In contrast, the analysis projects that Romney’s proposals will increase the number and share of people who are uninsured in every state and demographic group, even compared with the baseline scenario. Nationally, Romney’s proposals are estimated to increase the number of uninsured people by 12 million compared with the baseline (no Affordable Care Act), leaving 72 million people uninsured in 2022. More than 80 percent of the increase in the uninsured population (10.3 million people) stems from cuts in Medicaid eligibility resulting from state block grants. An estimated 1.9 million people would lose coverage under an income tax deduction for individually purchased coverage, since some employers may stop offering health insurance if their employees have an alternative. A similar dynamic is expected to occur as a result of the insurance provisions of the Affordable Care Act.

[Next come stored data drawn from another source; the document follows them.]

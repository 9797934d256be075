//! Command handlers for `score` and `tokens`.

use std::fs;
use std::io::Read;
use std::path::Path;

use anyhow::Context;
use sentilex_core::{BoxError, Lexicon, ScorerBuilder, Tokenizer, WordTokenizer};

use crate::config::load_cli_config;

/// Score a message and print the result.
///
/// The lexicon comes from `--lexicon`, then `SENTILEX_LEXICON_PATH`. With
/// neither set the scorer runs against the empty lexicon and every message
/// scores 0.0. Scoring itself never fails; internal failures surface as the
/// sentinel score and an error log line.
///
/// # Errors
///
/// Returns an error if the message cannot be read or the lexicon file is
/// missing or malformed.
pub(crate) fn run_score(
    message: Option<String>,
    lexicon_path: Option<&Path>,
    strip_urls: bool,
) -> anyhow::Result<()> {
    let message = read_message(message)?;
    let lexicon = resolve_lexicon(lexicon_path)?;

    let builder =
        ScorerBuilder::new().on_error(|e| tracing::error!(error = %e, "scoring failed"));
    let scorer = if strip_urls {
        builder
            .preprocess(|msg| Ok::<_, BoxError>(strip_url_spans(msg)))
            .build()
    } else {
        builder.build()
    };

    let score = scorer.score(&message, lexicon.as_ref());
    println!("{score}");
    Ok(())
}

/// Print the default tokenization of a message, one token per line.
///
/// # Errors
///
/// Returns an error if the message cannot be read or tokenized.
pub(crate) fn run_tokens(message: Option<String>) -> anyhow::Result<()> {
    let message = read_message(message)?;
    let tokens = WordTokenizer
        .tokenize(&message)
        .context("tokenizing message")?;
    for token in tokens {
        println!("{token}");
    }
    Ok(())
}

/// Load the lexicon from the flag path, falling back to the env default.
/// `None` when neither is set.
fn resolve_lexicon(flag: Option<&Path>) -> anyhow::Result<Option<Lexicon>> {
    let path = match flag {
        Some(path) => Some(path.to_path_buf()),
        None => load_cli_config().lexicon_path,
    };
    let Some(path) = path else {
        return Ok(None);
    };

    let raw = fs::read_to_string(&path)
        .with_context(|| format!("reading lexicon file {}", path.display()))?;
    let lexicon: Lexicon = serde_json::from_str(&raw)
        .with_context(|| format!("parsing lexicon file {}", path.display()))?;
    Ok(Some(lexicon))
}

fn read_message(arg: Option<String>) -> anyhow::Result<String> {
    match arg {
        Some(message) => Ok(message),
        None => {
            let mut buf = String::new();
            std::io::stdin()
                .read_to_string(&mut buf)
                .context("reading message from stdin")?;
            Ok(buf)
        }
    }
}

/// Drop whitespace-delimited segments that look like URLs.
fn strip_url_spans(message: &str) -> String {
    message
        .split_whitespace()
        .filter(|word| !word.starts_with("http://") && !word.starts_with("https://"))
        .collect::<Vec<_>>()
        .join(" ")
}

#[cfg(test)]
mod tests {
    use super::strip_url_spans;

    #[test]
    fn strips_http_and_https_urls() {
        assert_eq!(
            strip_url_spans("great read https://example.com/post truly great"),
            "great read truly great"
        );
        assert_eq!(
            strip_url_spans("http://example.com only a link"),
            "only a link"
        );
    }

    #[test]
    fn leaves_plain_text_untouched() {
        assert_eq!(strip_url_spans("no links here"), "no links here");
    }
}
//! Composable lexicon-based sentiment scoring.
//!
//! Builds a reusable message scorer from an optional preprocessing step and
//! a tokenizer bound once at build time, then scores messages against
//! caller-supplied word-weight lexicons. The model state travels with each
//! call, so one built scorer serves any number of lexicons. Scoring never
//! fails from the caller's point of view: internal errors collapse to a
//! fixed sentinel score (see [`FAILURE_SCORE`]).

pub mod builder;
pub mod error;
pub mod lexicon;
pub mod scorer;
pub mod tokenizer;

pub use builder::{FAILURE_SCORE, MessageScorer, Preprocess, ScorerBuilder};
pub use error::{BoxError, ScoreError};
pub use lexicon::{Lexicon, WeightMap};
pub use scorer::{score_message, score_word};
pub use tokenizer::{Tokenizer, WordTokenizer};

People with incomes below 250 percent of the federal poverty level ($27,925 for individuals and $57,625 for a family of four) would be particularly hard hit by Romney’s proposals to repeal the Affordable Care Act and replace it with Medicaid block grants and private insurance incentives. While the health reform law’s substantial expansion of Medicaid is projected to decrease the uninsured rate among people with incomes under 138 percent of the poverty level ($15,415 for an individual and $31,809 for a family of four) from a projected 38.6 percent to 19.4 percent, or 34.2 million uninsured people to 17.2 million, Romney’s proposals are projected to increase the uninsured rate in this income range to 43.7 percent, or 38.7 million people. Similarly, while the subsidized private plans that will be available under the law through the new state insurance exchanges are projected to decrease the share of uninsured people with moderate incomes (up to $57,625 for a family of four) from 28.3 percent to 6.9 percent, or 13.8 million uninsured people to 3.3 million, the Romney plan would raise the uninsured rate in this income range to 36.4 percent, or 17.7 million people.
Depending on how states respond to Medicaid block grants, coverage of children might be particularly affected under Romney’s proposals. With expanded eligibility for Medicaid and income-based subsidies available for private coverage purchased through the exchanges, the percentage of uninsured children falls from 12.1 percent to 7.2 percent under the Affordable Care Act, or from an estimated 10 million uninsured children to 6 million. In contrast, Romney’s proposals to repeal the health reform law and replace it with Medicaid block grants and tax incentives to purchase individual market plans increase the percentage of uninsured children, from 12.1 percent to 21.6 percent, or 10 million uninsured children to 17.9 million.